_Task requirements_
Go through the listing and copy each line with the string "bool".

_Extracted entries_
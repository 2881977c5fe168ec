//! Interpreted-language backend: CPython compiled to WASI.
//!
//! The interpreter module is fetched and compiled once, then instantiated
//! per run under wasmtime-wasi's full preview 1 context with in-memory
//! stdout/stderr pipes. The program is passed as `python -c <source>`.

use crate::config::PythonConfig;
use crate::loader::{ModuleLoader, cache_id};
use async_trait::async_trait;
use polyrun_core::compose::compose_script;
use polyrun_core::{BackendKind, CodeRunner, ExecutionError, ExecutionResult, LoadError};
use std::path::PathBuf;
use std::sync::Arc;
use tokio::sync::OnceCell;
use tracing::{debug, error, info};
use wasmtime::{Engine, Linker, Module, Store};
use wasmtime_wasi::p1::{self, WasiP1Ctx};
use wasmtime_wasi::p2::pipe::MemoryOutputPipe;
use wasmtime_wasi::{DirPerms, FilePerms, I32Exit, WasiCtxBuilder};

const SUCCESS_LINE: &str = "✅ Python tests passed!";
const ASSERTION_FAILED: &str = "Test Assertion Failed.";

/// Per-stream capture limit.
const PIPE_CAPACITY: usize = 1024 * 1024;

/// Where the interpreter module comes from.
#[async_trait]
pub trait ModuleSource: Send + Sync {
    /// Bytes of the interpreter module.
    async fn fetch(&self) -> Result<Vec<u8>, LoadError>;
}

/// The interpreter named by the `[python]` configuration section.
pub struct ConfiguredInterpreter {
    config: PythonConfig,
    loader: Arc<ModuleLoader>,
}

impl ConfiguredInterpreter {
    pub fn new(config: PythonConfig, loader: Arc<ModuleLoader>) -> Self {
        Self { config, loader }
    }
}

#[async_trait]
impl ModuleSource for ConfiguredInterpreter {
    async fn fetch(&self) -> Result<Vec<u8>, LoadError> {
        let path = match &self.config.path {
            Some(path) => self.loader.load_from_path(path).await?,
            None => {
                self.loader
                    .fetch_module(&cache_id(&self.config.url), &self.config.url)
                    .await?
            }
        };
        Ok(tokio::fs::read(&path).await?)
    }
}

/// Python backend.
pub struct PythonRuntime {
    engine: Engine,
    source: Arc<dyn ModuleSource>,
    preload: Vec<String>,
    lib_dir: Option<PathBuf>,
    module: OnceCell<Module>,
}

impl PythonRuntime {
    pub fn new(engine: Engine, source: Arc<dyn ModuleSource>) -> Self {
        Self {
            engine,
            source,
            preload: Vec::new(),
            lib_dir: None,
            module: OnceCell::new(),
        }
    }

    pub fn from_config(engine: Engine, config: &PythonConfig, loader: Arc<ModuleLoader>) -> Self {
        let source = Arc::new(ConfiguredInterpreter::new(config.clone(), loader));
        Self::new(engine, source)
            .with_preload(config.preload.clone())
            .with_lib_dir(config.lib_dir.clone())
    }

    /// Modules imported by the warm-up probe at load time.
    pub fn with_preload(mut self, preload: Vec<String>) -> Self {
        self.preload = preload;
        self
    }

    pub fn with_lib_dir(mut self, lib_dir: Option<PathBuf>) -> Self {
        self.lib_dir = lib_dir;
        self
    }

    async fn ensure_module(&self) -> Result<&Module, LoadError> {
        self.module
            .get_or_try_init(|| async {
                info!("Loading Python interpreter");
                let module = self.compile_and_probe().await;
                if let Err(e) = &module {
                    error!("Failed to load Python interpreter: {}", e);
                }
                module
            })
            .await
    }

    async fn compile_and_probe(&self) -> Result<Module, LoadError> {
        let bytes = self.source.fetch().await?;
        let engine = self.engine.clone();
        let module = tokio::task::spawn_blocking(move || Module::new(&engine, &bytes))
            .await
            .map_err(|e| LoadError::InvalidModule(e.to_string()))?
            .map_err(|e| LoadError::InvalidModule(e.to_string()))?;

        if !self.preload.is_empty() {
            let probe = format!("import {}", self.preload.join(", "));
            debug!("Probing interpreter: {}", probe);
            let interpretation = self.interpret(module.clone(), probe).await;
            if !interpretation.succeeded() {
                return Err(LoadError::Probe(interpretation.failure_message()));
            }
        }
        Ok(module)
    }

    async fn interpret(&self, module: Module, program: String) -> Interpretation {
        let engine = self.engine.clone();
        let lib_dir = self.lib_dir.clone();
        tokio::task::spawn_blocking(move || interpret(&engine, &module, &program, lib_dir))
            .await
            .unwrap_or_else(|e| Interpretation::crashed(format!("Interpreter task failed: {}", e)))
    }
}

#[async_trait]
impl CodeRunner for PythonRuntime {
    fn language(&self) -> &str {
        "python"
    }

    fn kind(&self) -> BackendKind {
        BackendKind::Interpreted
    }

    async fn load(&self) -> Result<(), LoadError> {
        self.ensure_module().await.map(|_| ())
    }

    fn is_loaded(&self) -> bool {
        self.module.initialized()
    }

    async fn run(&self, code: &str, validation_script: Option<&str>) -> ExecutionResult {
        let module = match self.ensure_module().await {
            Ok(module) => module.clone(),
            Err(e) => return ExecutionError::NotLoaded(e.to_string()).into_result(Vec::new()),
        };

        let interpretation = self
            .interpret(module, compose_script(code, validation_script))
            .await;
        interpretation.into_result()
    }
}

/// Captured streams and exit status of one interpreter run.
#[derive(Debug)]
struct Interpretation {
    stdout: String,
    stderr: String,
    /// Exit code, or the trap that stopped the interpreter
    status: Result<i32, String>,
}

impl Interpretation {
    fn crashed(message: String) -> Self {
        Self {
            stdout: String::new(),
            stderr: String::new(),
            status: Err(message),
        }
    }

    fn succeeded(&self) -> bool {
        matches!(self.status, Ok(0))
    }

    /// The learner-facing error: the last traceback line, with assertion
    /// failures normalized.
    fn failure_message(&self) -> String {
        if self.stderr.contains("AssertionError") {
            return ASSERTION_FAILED.to_string();
        }
        if let Some(last) = self.stderr.lines().map(str::trim).rfind(|line| !line.is_empty()) {
            return last.to_string();
        }
        match &self.status {
            Ok(code) => format!("Python exited with code {}", code),
            Err(trap) => trap.clone(),
        }
    }

    fn into_result(self) -> ExecutionResult {
        let mut output: Vec<String> = self.stdout.lines().map(String::from).collect();

        if self.succeeded() {
            output.extend(
                self.stderr
                    .lines()
                    .filter(|line| !line.trim().is_empty())
                    .map(String::from),
            );
            output.push(SUCCESS_LINE.to_string());
            return ExecutionResult::passed(output);
        }

        let message = self.failure_message();
        debug!("Python run failed: {}", message);
        ExecutionError::Trap { message }.into_result(output)
    }
}

fn interpret(engine: &Engine, module: &Module, program: &str, lib_dir: Option<PathBuf>) -> Interpretation {
    let stdout = MemoryOutputPipe::new(PIPE_CAPACITY);
    let stderr = MemoryOutputPipe::new(PIPE_CAPACITY);
    let status = start(engine, module, program, lib_dir, stdout.clone(), stderr.clone());

    Interpretation {
        stdout: String::from_utf8_lossy(&stdout.contents()).into_owned(),
        stderr: String::from_utf8_lossy(&stderr.contents()).into_owned(),
        status,
    }
}

fn start(
    engine: &Engine,
    module: &Module,
    program: &str,
    lib_dir: Option<PathBuf>,
    stdout: MemoryOutputPipe,
    stderr: MemoryOutputPipe,
) -> Result<i32, String> {
    let mut builder = WasiCtxBuilder::new();
    builder
        .stdout(stdout)
        .stderr(stderr)
        .args(&["python", "-c", program]);
    if let Some(dir) = lib_dir {
        builder
            .preopened_dir(&dir, "/usr/local/lib", DirPerms::READ, FilePerms::READ)
            .map_err(|e| format!("Failed to expose {:?}: {}", dir, e))?;
    }

    let mut store = Store::new(engine, builder.build_p1());
    let mut linker: Linker<WasiP1Ctx> = Linker::new(engine);
    p1::add_to_linker_sync(&mut linker, |ctx: &mut WasiP1Ctx| ctx)
        .map_err(|e| format!("Failed to link WASI: {}", e))?;

    let instance = linker
        .instantiate(&mut store, module)
        .map_err(|e| format!("Failed to instantiate interpreter: {}", e))?;
    let entry = instance
        .get_typed_func::<(), ()>(&mut store, "_start")
        .map_err(|e| format!("Interpreter has no _start entry point: {}", e))?;

    match entry.call(&mut store, ()) {
        Ok(()) => Ok(0),
        Err(e) => match e.downcast_ref::<I32Exit>() {
            Some(exit) => Ok(exit.0),
            None => Err(e.to_string()),
        },
    }
}

#[cfg(test)]
mod tests {
    use super::*;
    use polyrun_core::FailureKind;
    use std::sync::atomic::{AtomicUsize, Ordering};

    /// Stands in for CPython: writes fixed text to stdout and stderr, then
    /// exits with a fixed code, whatever program it is given.
    fn fake_interpreter(stdout: &str, stderr: &str, code: i32) -> String {
        format!(
            r#"(module
  (import "wasi_snapshot_preview1" "fd_write" (func $fd_write (param i32 i32 i32 i32) (result i32)))
  (import "wasi_snapshot_preview1" "proc_exit" (func $proc_exit (param i32)))
  (memory (export "memory") 1)
  (data (i32.const 1024) "{out}")
  (data (i32.const 4096) "{err}")
  (func (export "_start")
    (i32.store (i32.const 0) (i32.const 1024))
    (i32.store (i32.const 4) (i32.const {out_len}))
    (i32.store (i32.const 8) (i32.const 4096))
    (i32.store (i32.const 12) (i32.const {err_len}))
    (drop (call $fd_write (i32.const 1) (i32.const 0) (i32.const 1) (i32.const 16)))
    (drop (call $fd_write (i32.const 2) (i32.const 8) (i32.const 1) (i32.const 16)))
    (call $proc_exit (i32.const {code}))
  )
)"#,
            out = wat_bytes(stdout),
            err = wat_bytes(stderr),
            out_len = stdout.len(),
            err_len = stderr.len(),
        )
    }

    /// Every byte as a WAT `\xx` escape, so quotes and newlines survive.
    fn wat_bytes(text: &str) -> String {
        text.bytes().map(|b| format!("\\{:02x}", b)).collect()
    }

    struct StaticModule {
        wat: String,
        fetches: AtomicUsize,
        failures: usize,
    }

    impl StaticModule {
        fn new(wat: String) -> Arc<Self> {
            Arc::new(Self {
                wat,
                fetches: AtomicUsize::new(0),
                failures: 0,
            })
        }

        fn fetches(&self) -> usize {
            self.fetches.load(Ordering::SeqCst)
        }
    }

    #[async_trait]
    impl ModuleSource for StaticModule {
        async fn fetch(&self) -> Result<Vec<u8>, LoadError> {
            let call = self.fetches.fetch_add(1, Ordering::SeqCst);
            if call < self.failures {
                return Err(LoadError::Fetch {
                    url: "https://example.invalid/python.wasm".into(),
                    message: "offline".into(),
                });
            }
            Ok(self.wat.clone().into_bytes())
        }
    }

    fn runtime(source: Arc<StaticModule>) -> PythonRuntime {
        PythonRuntime::new(Engine::default(), source)
    }

    #[tokio::test]
    async fn test_success_appends_warnings_and_marker() {
        let source = StaticModule::new(fake_interpreter(
            "hello\nworld\n",
            "DeprecationWarning: old api\n",
            0,
        ));
        let python = runtime(source.clone());

        let result = python.run("print('hello')", None).await;

        assert!(result.success, "{:?}", result);
        assert_eq!(
            result.output,
            vec!["hello", "world", "DeprecationWarning: old api", SUCCESS_LINE]
        );
        assert!(python.is_loaded());
    }

    #[tokio::test]
    async fn test_assertion_error_is_normalized() {
        let stderr = "Traceback (most recent call last):\n  File \"<string>\", line 3, in <module>\nAssertionError: expected 4\n";
        let source = StaticModule::new(fake_interpreter(
            "❌ Test Failed: Expected A, Got B\n",
            stderr,
            1,
        ));

        let result = runtime(source).run("bad_code()", Some("assert f() == 4")).await;

        assert!(!result.success);
        assert_eq!(result.error.as_deref(), Some(ASSERTION_FAILED));
        assert_eq!(result.failure, Some(FailureKind::Runtime));
        assert_eq!(result.output, vec!["❌ Test Failed: Expected A, Got B"]);
    }

    #[tokio::test]
    async fn test_last_traceback_line_is_error() {
        let stderr = "Traceback (most recent call last):\n  File \"<string>\", line 1, in <module>\nZeroDivisionError: division by zero\n";
        let source = StaticModule::new(fake_interpreter("", stderr, 1));

        let result = runtime(source).run("1/0", None).await;

        assert!(!result.success);
        assert_eq!(result.error.as_deref(), Some("ZeroDivisionError: division by zero"));
        assert!(result.output.is_empty());
    }

    #[tokio::test]
    async fn test_quotes_and_backslashes_in_output() {
        let source = StaticModule::new(fake_interpreter("say \"hi\" \\o/\n", "", 0));

        let result = runtime(source).run("print('say \"hi\" \\\\o/')", None).await;

        assert!(result.success, "{:?}", result);
        assert_eq!(result.output, vec!["say \"hi\" \\o/", SUCCESS_LINE]);
    }

    #[tokio::test]
    async fn test_run_loads_once() {
        let source = StaticModule::new(fake_interpreter("x\n", "", 0));
        let python = runtime(source.clone());

        python.run("print('x')", None).await;
        python.run("print('x')", None).await;
        python.load().await.unwrap();

        assert_eq!(source.fetches(), 1);
    }

    #[tokio::test]
    async fn test_fetch_failure_is_retryable() {
        let source = Arc::new(StaticModule {
            wat: fake_interpreter("x\n", "", 0),
            fetches: AtomicUsize::new(0),
            failures: 1,
        });
        let python = runtime(source.clone());

        assert!(matches!(python.load().await, Err(LoadError::Fetch { .. })));
        assert!(!python.is_loaded());

        let result = python.run("print('x')", None).await;
        assert!(result.success);
        assert_eq!(source.fetches(), 2);
    }

    #[tokio::test]
    async fn test_failing_probe_is_load_error() {
        let source = StaticModule::new(fake_interpreter(
            "",
            "ModuleNotFoundError: No module named 'numpy'\n",
            1,
        ));
        let python = runtime(source).with_preload(vec!["numpy".into()]);

        let err = python.load().await.unwrap_err();

        assert!(matches!(err, LoadError::Probe(ref m) if m.contains("numpy")), "{:?}", err);
        assert!(!python.is_loaded());
    }

    #[tokio::test]
    async fn test_run_reports_load_failure() {
        let source = StaticModule::new("not a module".to_string());

        let result = runtime(source).run("print(1)", None).await;

        assert!(!result.success);
        assert_eq!(result.failure, Some(FailureKind::Load));
    }

    #[test]
    fn test_failure_message_without_stderr() {
        let interpretation = Interpretation {
            stdout: String::new(),
            stderr: String::new(),
            status: Ok(2),
        };
        assert_eq!(interpretation.failure_message(), "Python exited with code 2");
    }
}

_Response to the exercise_
    fn is_loaded(&self) -> bool {
    fn succeeded(&self) -> bool {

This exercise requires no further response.